MSGNet: Learning Multi-Scale Inter-Series Correlations for Multivariate Time Series Forecasting
Wanlin Cai, Yuxuan Liang, Xianggen Liu, Jianshuai Feng, Yuankai Wu
TL;DR
MSGNet addresses the challenge of capturing varying inter-series correlations across time scales in multivariate time series forecasting. It jointly learns scale-specific inter-series relationships via adaptive MixHop graph convolution, and intra-series temporal patterns via multi-head attention, with scale identification driven by FFT. The approach demonstrates superior forecasting accuracy and robustness on eight real-world datasets, including out-of-distribution flight data during COVID-19, and provides interpretable multi-scale inter-series graphs. This work advances scale-aware modeling for multivariate forecasting and offers practical gains in accuracy and generalization for complex, real-world systems.
Abstract
Multivariate time series forecasting poses an ongoing challenge across various disciplines. Time series data often exhibit diverse intra-series and inter-series correlations, contributing to intricate and interwoven dependencies that have been the focus of numerous studies. Nevertheless, a significant research gap remains in comprehending the varying inter-series correlations across different time scales among multiple time series, an area that has received limited attention in the literature. To bridge this gap, this paper introduces MSGNet, an advanced deep learning model designed to capture the varying inter-series correlations across multiple time scales using frequency domain analysis and adaptive graph convolution.
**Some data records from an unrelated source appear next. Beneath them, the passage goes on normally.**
//! Tool trait — the abstraction over agent capabilities.
//!
//! Tools are invoked by the model through `<use-tool>` markup. Each tool
//! describes itself (name, label, parameters) so the registry can render the
//! tool-use rules block injected into the prompt.

use async_trait::async_trait;
use futures::FutureExt;
use serde::{Deserialize, Serialize};
use std::collections::BTreeMap;
use std::panic::AssertUnwindSafe;
use std::sync::Arc;
use std::time::Duration;
use crate::error::{ToolError, panic_message};
use crate::turn::{TurnRequest, TurnResult};

/// Parsed parameters of one tool invocation.
pub type ToolParams = serde_json::Map<String, serde_json::Value>;

/// One declared parameter of a tool.
#[derive(Debug, Clone, Serialize, Deserialize)]
pub struct ToolParameter {
    pub name: String,
    pub description: String,
    /// Placeholder shown in the usage example; falls back to `description`.
    #[serde(default, skip_serializing_if = "Option::is_none")]
    pub brief: Option<String>,
    #[serde(default = "default_required")]
    pub required: bool,
}

fn default_required() -> bool {
    true
}

impl ToolParameter {
    pub fn new(name: impl Into<String>, description: impl Into<String>) -> Self {
        Self {
            name: name.into(),
            description: description.into(),
            brief: None,
            required: true,
        }
    }

    pub fn brief(mut self, brief: impl Into<String>) -> Self {
        self.brief = Some(brief.into());
        self
    }

    pub fn optional(mut self) -> Self {
        self.required = false;
        self
    }
}

#[derive(Debug, Clone, Copy, PartialEq, Eq, Serialize, Deserialize)]
#[serde(rename_all = "lowercase")]
pub enum ToolState {
    Success,
    Failed,
}

impl ToolState {
    pub fn as_str(&self) -> &'static str {
        match self {
            Self::Success => "success",
            Self::Failed => "failed",
        }
    }
}

/// The outcome of resolving one round's output.
///
/// `output == true` means the round's text is the final answer and the loop stops.
#[derive(Debug, Clone, Serialize, Deserialize)]
pub struct ToolCallRecord {
    /// Absent when the markup could not be parsed.
    #[serde(default, skip_serializing_if = "Option::is_none")]
    pub name: Option<String>,
    #[serde(default, skip_serializing_if = "Option::is_none")]
    pub params: Option<ToolParams>,
    pub state: ToolState,
    pub result: String,
    pub output: bool,
}

impl ToolCallRecord {
    /// The round is the final answer.
    pub fn final_answer(text: impl Into<String>) -> Self {
        Self {
            name: None,
            params: None,
            state: ToolState::Success,
            result: text.into(),
            output: true,
        }
    }

    /// A protocol failure reported back to the model.
    pub fn failed(name: Option<String>, result: impl Into<String>) -> Self {
        Self {
            name,
            params: None,
            state: ToolState::Failed,
            result: result.into(),
            output: false,
        }
    }
}

/// Runs a full sub-agent turn under the calling context.
///
/// The agent crate implements this so tools can delegate to another persona
/// without depending on the engine.
#[async_trait]
pub trait SubAgentRunner: Send + Sync {
    async fn run_sub_agent(&self, request: TurnRequest) -> crate::Result<TurnResult>;
}

/// What a tool handler can see of the turn that invoked it.
pub struct ToolContext<'a> {
    pub conversation_id: &'a str,
    pub message_id: &'a str,
    pub user_id: &'a str,
    pub query: &'a str,
    pub round: u32,
    pub runner: &'a dyn SubAgentRunner,
}

impl ToolContext<'_> {
    /// Run another agent as a child of the current request.
    pub async fn run_sub_agent(&self, request: TurnRequest) -> crate::Result<TurnResult> {
        self.runner.run_sub_agent(request).await
    }
}

/// The core Tool trait.
#[async_trait]
pub trait Tool: Send + Sync {
    /// The unique name of this tool, also the markup tag the model emits.
    fn name(&self) -> &str;

    /// Short human-readable label, used in the usage example and node events.
    fn label(&self) -> &str;

    /// A description of what this tool does (sent to the LLM).
    fn description(&self) -> &str;

    fn parameters(&self) -> Vec<ToolParameter>;

    /// Whether successful results are kept as tool-call memory.
    fn memory_enabled(&self) -> bool {
        true
    }

    /// How long a memory entry for this tool stays valid.
    fn memory_ttl(&self) -> Duration {
        Duration::from_secs(30 * 60)
    }

    /// Execute the tool with the parsed parameters.
    async fn execute(&self, params: &ToolParams, ctx: &ToolContext<'_>) -> std::result::Result<String, ToolError>;

    /// Render this tool's section of the tool-use rules.
    fn to_prompt(&self) -> String {
        let params = self
            .parameters()
            .iter()
            .map(|p| {
                let req = if p.required { "" } else { " (optional)" };
                format!("- {}{}: {}", p.name, req, p.description)
            })
            .collect::<Vec<_>>()
            .join("\n");
        format!(
            "### {name}\n\n**Description**:\n\n{description}\n\n**Parameters**:\n\n{params}\n\n**Usage**:\n\n{example}\n",
            name = self.name(),
            description = self.description(),
            example = self.to_example(),
        )
    }

    fn to_example(&self) -> String {
        let params = self
            .parameters()
            .iter()
            .map(|p| {
                let placeholder = p.brief.as_deref().unwrap_or(&p.description);
                format!("<{0}>{1}</{0}>", p.name, placeholder)
            })
            .collect::<Vec<_>>()
            .join("\n");
        format!(
            "<use-tool label=\"{label}\">\n<{name}>\n{params}\n</{name}>\n</use-tool>",
            label = self.label(),
            name = self.name(),
        )
    }
}

/// A registry of available tools for one agent persona.
///
/// Cloning is cheap; tools are shared behind `Arc`.
#[derive(Clone, Default)]
pub struct ToolRegistry {
    tools: BTreeMap<String, Arc<dyn Tool>>,
}

impl ToolRegistry {
    pub fn new() -> Self {
        Self::default()
    }

    /// Register a tool. Replaces any existing tool with the same name.
    pub fn register(&mut self, tool: Arc<dyn Tool>) {
        let name = tool.name().to_string();
        self.tools.insert(name, tool);
    }

    /// Get a tool by name.
    pub fn get(&self, name: &str) -> Option<&Arc<dyn Tool>> {
        self.tools.get(name)
    }

    pub fn is_empty(&self) -> bool {
        self.tools.is_empty()
    }

    pub fn len(&self) -> usize {
        self.tools.len()
    }

    /// List all registered tool names.
    pub fn names(&self) -> Vec<&str> {
        self.tools.keys().map(|s| s.as_str()).collect()
    }

    /// Execute a tool by name.
    ///
    /// Never fails: a missing tool, a handler error or a handler panic becomes
    /// a failed record whose result tells the model what went wrong.
    pub async fn execute(&self, name: &str, params: ToolParams, ctx: &ToolContext<'_>) -> ToolCallRecord {
        let Some(tool) = self.tools.get(name) else {
            return ToolCallRecord::failed(Some(name.to_string()), format!("Tool not found: {name}"));
        };

        let outcome = AssertUnwindSafe(tool.execute(&params, ctx)).catch_unwind().await;
        let (state, result) = match outcome {
            Ok(Ok(result)) => (ToolState::Success, result),
            Ok(Err(e)) => (
                ToolState::Failed,
                format!("Tool {name} failed, reason: {}", reason(&e)),
            ),
            Err(panic) => (
                ToolState::Failed,
                format!("Tool {name} failed, reason: panicked: {}", panic_message(&*panic)),
            ),
        };

        ToolCallRecord {
            name: Some(name.to_string()),
            params: Some(params),
            state,
            result,
            output: false,
        }
    }

    /// Render the full tool-use rules block, with optional persona-specific guidance appended.
    pub fn to_prompt(&self, extra: &str) -> String {
        let tools = self
            .tools
            .values()
            .map(|t| t.to_prompt())
            .collect::<Vec<_>>()
            .join("\n");
        format!("<tool-use-rules>\n\n{TOOL_USE_RULES}\n\n## Tool list\n\n{tools}\n\n{TOOL_USE_GUIDE}\n\n{extra}\n\n</tool-use-rules>\n")
    }
}

fn reason(err: &ToolError) -> String {
    match err {
        ToolError::ExecutionFailed { reason, .. } => reason.clone(),
        other => other.to_string(),
    }
}

const TOOL_USE_RULES: &str = r#"# Tool use

You may use one tool per message, and you will receive the result of that tool in the user's reply. Use tools step by step to accomplish the task, each use informed by the result of the previous one.

## Tool use format

Tool use is formatted with XML-style tags. The tool name is enclosed in opening and closing tags, and each parameter is enclosed in its own set of tags:

<use-tool label="label">
<tool-name>
<parameter1-name>value1</parameter1-name>
<parameter2-name>value2</parameter2-name>
...
</tool-name>
</use-tool>

Always follow this format so the call can be parsed and executed.

Requirements for the XML output:
- Return the XML exactly in the format above
- Do **not** add explanations or other text inside the XML
- Do **not** wrap the XML in a markdown code block

Example (using the `get-project-info-by-id` tool):

<use-tool label="Get project details">
<get-project-info-by-id>
<project-id>2</project-id>
</get-project-info-by-id>
</use-tool>

## Tool result format

Once a tool has run, a `<result>` block is added inside the original tool use XML:

<use-tool label="label">
<tool-name>
<parameter1-name>value1</parameter1-name>
</tool-name>
<result state="success|failed">
tool output
</result>
</use-tool>"#;

const TOOL_USE_GUIDE: &str = r#"## Tool use guidelines

0. Never use a tool that is not in the tool list.
1. Before writing the tool XML, assess what you already know and what you still need.
2. Pick the most suitable tool for the task from the descriptions above.
3. When several actions are needed, use one tool per message and build on the previous result. Never assume the outcome of a tool.
4. Build every call with the XML format specified for that tool.
5. After each use, the result tells you whether the tool succeeded and why it failed, if it did.
6. **Wait for the result of each tool use before continuing.** Never assume a tool succeeded without seeing its result."#;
By leveraging frequency domain analysis, MSGNet effectively extracts salient periodic patterns and decomposes the time series into distinct time scales. The model incorporates a self-attention mechanism to capture intra-series dependencies, while introducing an adaptive mixhop graph convolution layer to autonomously learn diverse inter-series correlations within each time scale. Extensive experiments are conducted on several real-world datasets to showcase the effectiveness of MSGNet. Furthermore, MSGNet possesses the ability to automatically learn explainable multi-scale inter-series correlations, exhibiting strong generalization capabilities even when applied to out-of-distribution samples.